Finance leaders stumble on Israel-Gaza war shock


The Group of 20 major economies did reach consensus on an official communique but omitted any mention of the Israel-Hamas war. — Reuters

GLOBAL finance leaders’ paralysis in coming to grips with the fallout from the Hamas attack and Israel’s response last week exposed deep geopolitical divisions hampering the International Monetary Fund (IMF) and World Bank, even as they advanced new funding plans aimed at easing more-frequent economic shocks.

Hamas launched its unprecedented attack on Israel on Oct 7, just as top finance officials arrived in Morocco for the IMF and World Bank annual meetings, upending the gathering’s carefully crafted script calling for new resources and steps to revive flagging global growth.

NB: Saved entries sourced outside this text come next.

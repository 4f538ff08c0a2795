//! Single-partition scan.
//!
//! [`PartitionScanner::scan`] turns the alignments of one partition into junctions,
//! discordant groups and completed fragments:
//!
//! 1. Fragments waiting in the [`SpanningCache`] for this partition are resolved.
//! 2. Records starting in the partition are classified and grouped by read name.
//! 3. Junction reads create junctions; candidate reads are attributed to nearby junctions.
//! 4. Discordant pairs with no junction are clustered; well-supported clusters become
//!    junctions of their own.
//! 5. Complete fragments, and fragments expecting no reads from elsewhere, are emitted;
//!    the rest go to the spanning cache.

use std::sync::atomic::{AtomicBool, Ordering};
use std::time::{Duration, Instant};

use ahash::AHashMap;
use anyhow::{Context, Result};

use crate::bam_io::AlignmentSource;
use crate::classifier::ReadClassifier;
use crate::config::ReadFilterConfig;
use crate::discordant::{DiscordantAccumulator, DiscordantGroup, DiscordantStats};
use crate::errors::SvPrepError;
use crate::fragment::Fragment;
use crate::hotspot::HotspotCache;
use crate::junction::{JunctionAccumulator, JunctionData, RemoteJunction};
use crate::partition::PartitionTask;
use crate::read::{Read, ReadType};
use crate::spanning_cache::SpanningCache;
use crate::stats::PartitionStats;

/// Records processed between cancellation checks.
const CANCEL_CHECK_INTERVAL: usize = 10_000;

/// Everything one partition produced.
#[derive(Debug)]
pub struct PartitionResult {
    pub task: PartitionTask,
    /// Retained junctions in position order.
    pub junctions: Vec<JunctionData>,
    pub discordant_groups: Vec<DiscordantGroup>,
    /// Interesting fragments completed by this partition, locally or through the cache.
    pub fragments: Vec<Fragment>,
    pub stats: PartitionStats,
    pub discordant_stats: DiscordantStats,
    pub elapsed: Duration,
}

/// Scans partitions against a shared spanning cache.
#[derive(Debug)]
pub struct PartitionScanner<'a> {
    classifier: ReadClassifier,
    cache: &'a SpanningCache,
    hotspots: &'a HotspotCache,
}

/// Fragments of one partition in first-seen order.
#[derive(Default)]
struct FragmentTable {
    index: AHashMap<String, usize>,
    fragments: Vec<Fragment>,
}

impl FragmentTable {
    fn add_read(&mut self, read: Read) {
        match self.index.get(&read.id) {
            Some(&i) => self.fragments[i].add_read(read),
            None => {
                self.index.insert(read.id.clone(), self.fragments.len());
                self.fragments.push(Fragment::from_read(read));
            }
        }
    }

    fn merge(&mut self, fragment: Fragment) {
        match self.index.get(fragment.id()) {
            Some(&i) => self.fragments[i].merge(fragment),
            None => {
                self.index.insert(fragment.id().to_string(), self.fragments.len());
                self.fragments.push(fragment);
            }
        }
    }

    fn get_mut(&mut self, id: &str) -> Option<&mut Fragment> {
        let i = *self.index.get(id)?;
        self.fragments.get_mut(i)
    }
}

impl<'a> PartitionScanner<'a> {
    #[must_use]
    pub fn new(config: ReadFilterConfig, cache: &'a SpanningCache, hotspots: &'a HotspotCache) -> Self {
        Self { classifier: ReadClassifier::new(config), cache, hotspots }
    }

    #[must_use]
    pub fn config(&self) -> &ReadFilterConfig {
        self.classifier.config()
    }

    /// Scans one partition.
    ///
    /// # Errors
    ///
    /// Returns an error if the source fails, or [`SvPrepError::Cancelled`] once
    /// `cancelled` is set.
    pub fn scan<S: AlignmentSource>(
        &self,
        task: &PartitionTask,
        source: &mut S,
        cancelled: &AtomicBool,
    ) -> Result<PartitionResult> {
        let started = Instant::now();
        let region = &task.region;
        let mut stats = PartitionStats::default();

        if cancelled.load(Ordering::Relaxed) {
            return Err(SvPrepError::Cancelled.into());
        }

        let waiting = self.cache.resolve(&task.key);
        let records =
            source.records(region).with_context(|| format!("Failed to read alignments for {region}"))?;

        let mut table = FragmentTable::default();
        for (i, record) in records.into_iter().enumerate() {
            if i % CANCEL_CHECK_INTERVAL == 0 && cancelled.load(Ordering::Relaxed) {
                return Err(SvPrepError::Cancelled.into());
            }
            stats.total_records += 1;
            if record.is_skippable() {
                stats.skipped_records += 1;
                continue;
            }
            if !region.contains(&record.chromosome, record.alignment_start) {
                stats.outside_partition_records += 1;
                continue;
            }

            let mut read = Read::from_record(record);
            self.classifier.classify(&mut read);
            stats.record_filters(&read);
            table.add_read(read);
        }
        stats.fragments = table.fragments.len() as u64;

        for fragment in waiting {
            table.merge(fragment);
        }

        let config = self.classifier.config();
        let mut junctions = JunctionAccumulator::new(region.clone());
        for fragment in table.fragments.iter_mut().filter(|f| f.is_interesting()) {
            junctions.add_junction_reads(fragment, config);
        }
        for fragment in table.fragments.iter_mut().filter(|f| f.is_interesting()) {
            junctions.add_supporting_reads(fragment, config.min_supporting_read_distance);
        }

        let (discordant_groups, discordant_stats) = self.find_discordant_groups(&table, task);
        self.add_discordant_junctions(&discordant_groups, &mut junctions, &mut table);

        stats.candidate_junctions = junctions.len() as u64;
        junctions.filter_junctions(config, self.hotspots);
        stats.junctions = junctions.len() as u64;
        stats.discordant_groups = discordant_groups.len() as u64;

        let fragments = self.emit_fragments(table, task, &mut stats);

        let elapsed = started.elapsed();
        log::debug!(
            "Partition {} ({region}): {} reads, {} junctions, {} fragments emitted in {:.2?}",
            task.id,
            stats.reads,
            stats.junctions,
            fragments.len(),
            elapsed
        );

        Ok(PartitionResult {
            task: task.clone(),
            junctions: junctions.into_junctions(),
            discordant_groups,
            fragments,
            stats,
            discordant_stats,
            elapsed,
        })
    }

    /// Clusters the in-partition primary reads of interesting fragments that are not
    /// attributed to any junction and whose pair is discordant.
    fn find_discordant_groups(
        &self,
        table: &FragmentTable,
        task: &PartitionTask,
    ) -> (Vec<DiscordantGroup>, DiscordantStats) {
        let mut discordant = DiscordantAccumulator::new();
        for fragment in &table.fragments {
            if !fragment.is_interesting() || !fragment.junction_positions.is_empty() {
                continue;
            }
            let read = fragment.reads().iter().find(|r| {
                !r.is_supplementary()
                    && task.region.contains(&r.chromosome, r.start)
                    && self.classifier.is_discordant(r)
            });
            if let Some(read) = read {
                discordant.add_fragment(fragment.id(), read);
            }
        }
        discordant.into_parts()
    }

    /// Turns groups with enough fragments and a well-supported remote region into
    /// junctions backed by discordant pairs.
    fn add_discordant_junctions(
        &self,
        groups: &[DiscordantGroup],
        junctions: &mut JunctionAccumulator,
        table: &mut FragmentTable,
    ) {
        let min_fragments = self.classifier.config().min_junction_frags;
        for group in groups {
            if group.fragment_ids.len() < min_fragments as usize {
                continue;
            }
            let remotes: Vec<_> = group.valid_remote_regions(min_fragments).cloned().collect();
            if remotes.is_empty() {
                continue;
            }

            let breakend = group.breakend();
            let data = junctions.discordant_junction(breakend);
            for id in &group.fragment_ids {
                data.add_discordant_support(id);
            }
            for remote in remotes {
                let (position, orientation) = remote.breakend();
                let mut junction = RemoteJunction::new(remote.chromosome, position, orientation);
                junction.fragment_count = remote.read_count;
                data.add_remote_junction(junction);
            }

            for id in &group.fragment_ids {
                if let Some(fragment) = table.get_mut(id) {
                    fragment.add_junction_position(breakend);
                    fragment.has_remote_junction = true;
                    for read in fragment.reads_mut() {
                        if read.read_type == ReadType::CandidateSupport {
                            read.raise_type(ReadType::Support);
                        }
                    }
                }
            }
        }
    }

    /// Emits complete interesting fragments. Fragments with no reads expected from another
    /// partition are resolved here; the rest go to the spanning cache.
    fn emit_fragments(
        &self,
        table: FragmentTable,
        task: &PartitionTask,
        stats: &mut PartitionStats,
    ) -> Vec<Fragment> {
        let mut emitted = Vec::new();
        for mut fragment in table.fragments {
            for read in fragment.reads() {
                if task.region.contains(&read.chromosome, read.start) {
                    stats.record_read_type(read.read_type);
                }
            }

            let completed = if fragment.is_complete() {
                stats.local_complete_fragments += 1;
                Some(fragment)
            } else if fragment.remote_partitions(self.cache.partition_size()).is_empty() {
                stats.locally_resolved_fragments += 1;
                fragment.mark_incomplete();
                Some(fragment)
            } else {
                stats.spanning_fragments += 1;
                let merged = self.cache.register(fragment);
                if merged.is_some() {
                    stats.spanning_completed_fragments += 1;
                }
                merged
            };

            match completed {
                Some(mut fragment) if fragment.is_interesting() => {
                    fragment.mark_written();
                    emitted.push(fragment);
                }
                Some(_) => stats.uninteresting_fragments += 1,
                None => {}
            }
        }
        emitted
    }
}
//! Builder for creating alignment records in tests and benchmarks.
//!
//! ## Examples
//!
//! ```rust
//! use svprep_lib::sam::builder::RecordBuilder;
//!
//! // A forward-strand R1 with a 40-base right soft clip and its mate 300bp downstream
//! let record = RecordBuilder::new()
//!     .name("frag1")
//!     .chromosome("chr1")
//!     .start(10_000)
//!     .cigar("60M40S")
//!     .first_of_pair()
//!     .mate("chr1", 10_300, true)
//!     .insert_size(400)
//!     .build();
//!
//! assert_eq!(record.alignment_end(), 10_059);
//! ```

use noodles::sam::alignment::record::Flags;
use noodles::sam::alignment::record::cigar::op::Kind;

use crate::sam::record::AlignmentRecord;
use crate::sam::record_utils::{CigarOp, parse_cigar_string};

pub const DEFAULT_READ_NAME: &str = "read1";
pub const DEFAULT_CHROMOSOME: &str = "chr1";
pub const DEFAULT_START: u32 = 1_000;
pub const DEFAULT_CIGAR: &str = "100M";
pub const DEFAULT_BASE_QUALITY: u8 = 37;
pub const DEFAULT_MAPQ: u8 = 60;

/// Fluent builder for [`AlignmentRecord`]s.
#[derive(Debug, Clone)]
pub struct RecordBuilder {
    name: String,
    flags: Flags,
    chromosome: String,
    start: u32,
    cigar: String,
    mapq: u8,
    bases: Option<Vec<u8>>,
    quals: Option<Vec<u8>>,
    base_quality: u8,
    mate_chromosome: Option<String>,
    mate_start: u32,
    insert_size: i32,
    supplementary_tag: Option<String>,
    mate_cigar: Option<String>,
}

impl Default for RecordBuilder {
    fn default() -> Self {
        Self::new()
    }
}

impl RecordBuilder {
    /// Creates a builder for an unpaired, forward-strand, fully aligned 100bp read.
    #[must_use]
    pub fn new() -> Self {
        Self {
            name: DEFAULT_READ_NAME.to_string(),
            flags: Flags::empty(),
            chromosome: DEFAULT_CHROMOSOME.to_string(),
            start: DEFAULT_START,
            cigar: DEFAULT_CIGAR.to_string(),
            mapq: DEFAULT_MAPQ,
            bases: None,
            quals: None,
            base_quality: DEFAULT_BASE_QUALITY,
            mate_chromosome: None,
            mate_start: 0,
            insert_size: 0,
            supplementary_tag: None,
            mate_cigar: None,
        }
    }

    /// Sets the read name.
    #[must_use]
    pub fn name(mut self, name: &str) -> Self {
        self.name = name.to_string();
        self
    }

    /// Replaces the SAM flags.
    #[must_use]
    pub fn flags(mut self, flags: Flags) -> Self {
        self.flags = flags;
        self
    }

    /// Sets the reference sequence name.
    #[must_use]
    pub fn chromosome(mut self, chromosome: &str) -> Self {
        self.chromosome = chromosome.to_string();
        self
    }

    /// Sets the 1-based alignment start.
    #[must_use]
    pub fn start(mut self, start: u32) -> Self {
        self.start = start;
        self
    }

    /// Sets the CIGAR string.
    #[must_use]
    pub fn cigar(mut self, cigar: &str) -> Self {
        self.cigar = cigar.to_string();
        self
    }

    /// Sets the mapping quality.
    #[must_use]
    pub fn mapq(mut self, mapq: u8) -> Self {
        self.mapq = mapq;
        self
    }

    /// Sets the bases.
    #[must_use]
    pub fn bases(mut self, bases: &str) -> Self {
        self.bases = Some(bases.as_bytes().to_vec());
        self
    }

    /// Sets per-base qualities.
    #[must_use]
    pub fn quals(mut self, quals: &[u8]) -> Self {
        self.quals = Some(quals.to_vec());
        self
    }

    /// Sets a uniform base quality used when no explicit qualities are given.
    #[must_use]
    pub fn base_quality(mut self, quality: u8) -> Self {
        self.base_quality = quality;
        self
    }

    /// Marks the read reverse-complemented.
    #[must_use]
    pub fn reverse(mut self) -> Self {
        self.flags |= Flags::REVERSE_COMPLEMENTED;
        self
    }

    /// Marks the read as the first segment of a pair.
    #[must_use]
    pub fn first_of_pair(mut self) -> Self {
        self.flags |= Flags::SEGMENTED | Flags::FIRST_SEGMENT;
        self
    }

    /// Marks the read as the second segment of a pair.
    #[must_use]
    pub fn second_of_pair(mut self) -> Self {
        self.flags |= Flags::SEGMENTED | Flags::LAST_SEGMENT;
        self
    }

    /// Marks the read as a supplementary alignment.
    #[must_use]
    pub fn supplementary(mut self) -> Self {
        self.flags |= Flags::SUPPLEMENTARY;
        self
    }

    /// Sets the mate location and strand.
    #[must_use]
    pub fn mate(mut self, chromosome: &str, start: u32, reversed: bool) -> Self {
        self.mate_chromosome = Some(chromosome.to_string());
        self.mate_start = start;
        if reversed {
            self.flags |= Flags::MATE_REVERSE_COMPLEMENTED;
        }
        self
    }

    /// Marks the mate unmapped.
    #[must_use]
    pub fn mate_unmapped(mut self) -> Self {
        self.flags |= Flags::MATE_UNMAPPED;
        self
    }

    /// Sets the template length.
    #[must_use]
    pub fn insert_size(mut self, insert_size: i32) -> Self {
        self.insert_size = insert_size;
        self
    }

    /// Sets the raw SA tag, e.g. `chr5,5000,+,50S50M,60,0;`.
    #[must_use]
    pub fn supplementary_tag(mut self, sa: &str) -> Self {
        self.supplementary_tag = Some(sa.to_string());
        self
    }

    /// Sets the raw MC tag.
    #[must_use]
    pub fn mate_cigar(mut self, mc: &str) -> Self {
        self.mate_cigar = Some(mc.to_string());
        self
    }

    /// Builds the record. Bases and qualities default to the CIGAR's query length.
    #[must_use]
    pub fn build(self) -> AlignmentRecord {
        let cigar = parse_cigar_string(&self.cigar);
        let read_length = query_length(&cigar);
        let sequence = self.bases.unwrap_or_else(|| filler_bases(read_length));
        let qualities = self.quals.unwrap_or_else(|| vec![self.base_quality; sequence.len()]);

        AlignmentRecord {
            name: self.name,
            flags: self.flags,
            chromosome: self.chromosome,
            alignment_start: self.start,
            mapping_quality: self.mapq,
            cigar,
            sequence,
            qualities,
            mate_chromosome: self.mate_chromosome,
            mate_alignment_start: self.mate_start,
            insert_size: self.insert_size,
            supplementary_tag: self.supplementary_tag,
            mate_cigar: self.mate_cigar,
        }
    }
}

fn query_length(cigar: &[CigarOp]) -> usize {
    cigar
        .iter()
        .filter(|(kind, _)| {
            matches!(
                kind,
                Kind::Match
                    | Kind::Insertion
                    | Kind::SoftClip
                    | Kind::SequenceMatch
                    | Kind::SequenceMismatch
            )
        })
        .map(|(_, len)| *len)
        .sum()
}

/// Deterministic pseudo-random filler bases.
fn filler_bases(len: usize) -> Vec<u8> {
    const BASES: [u8; 4] = [b'A', b'C', b'G', b'T'];
    let mut state: u32 = 0x9E37_79B9;
    (0..len)
        .map(|_| {
            state ^= state << 13;
            state ^= state >> 17;
            state ^= state << 5;
            BASES[(state % 4) as usize]
        })
        .collect()
}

IMF managing director Kristalina Georgieva did not mention the new conflict at opening events. Later, as Israel’s retaliatory strikes mounted, she struggled to address it, describing it as a human tragedy but a vague source of economic uncertainty.

In private conversations at the meetings, the Israel-Gaza conflict’s implications were front and centre, from a new refugee crisis to trade impacts and the threat of fighting in Lebanon and the West Bank, participants from finance groups to non-profits told Reuters.

“In the face of a major global shock like this that’s human created, that’s not a climate shock, these institutions are impotent to do anything about it, which is why they’re not even talking about it,” said Rachel Nadelman, a senior research fellow at American University’s Accountability Research Centre, who attended civil society and official events at the meetings.

The inability to respond extended to chair’s statements issued by the IMF and World Bank steering committees, once again unable to issue joint communiques amid deepening geopolitical tensions, most recently over Russia’s invasion of Ukraine, but also disputes between the United States and China.

The Group of 20 (G20) major economies did reach consensus on an official communique but omitted any mention of the Israel-Hamas war.

A G20 official said that body has been riven for two years by the Ukraine war, with a communique only possible after a meeting of US President Joe Biden and China’s Xi Jinping.

“The Israeli-Palestinian conflict is even more controversial – almost impossible to reach consensus,” the official said.

A senior US Treasury official said the human tragedy was in the foreground at the moment, not the economic consequences, and Russia’s war remained the primary driver of geopolitical instability in the global arena.

“First and foremost this is a human tragedy,” the official said.

World Bank president Ajay Banga acknowledged last Sunday that the Israel-Gaza conflict, along with the Ukraine war and fighting in Africa, were “casting long shadows” over the meeting’s accomplishments and adding to economic challenges.

“Without peace, it’s hard for people to get stability, growth, look after their children, get jobs,” he said.

Senior World Bank Group officials were more pointed in a statement to staff, saying they were “shocked and appalled by the unprecedented escalation of violence in Israel and Gaza.”

“We condemn terrorism in all forms, including the abhorrent targeting of innocent civilians and kidnapping,” the leaders of the World Bank, the International Finance Corp and the Multilateral Investment Guarantee Agency, said in an internal statement seen by Reuters.

The World Bank’s governing body approved a new vision statement “to create a world free of poverty on a livable planet” to incorporate its new mission to fight climate change, pandemics and fragile states, along with new steps to expand lending.

The IMF’s steering committee agreed to boost quota funding by year-end, leaving the door open to doing so without adjusting its shareholding structure to give China more votes, while a US$3bil fundraising goal for its poor-country trust fund was met.

But conflicts remain the biggest challenge to the global economy, said Josh Lipsky, a former IMF official who directs the Atlantic Council’s GeoEconomics Centre.

“If these institutions are going to be legitimate and fit-for-purpose for the coming decade, they’re going to have to respond to geopolitical crises in close to real time,” he told Reuters.

“Geopolitical shocks are economic shocks now and economic shocks are geopolitical shocks – and they’re trying to detach the two.” — Reuters

Andrea Shalal and David Lawder write for Reuters. The views expressed here are the writers’ own.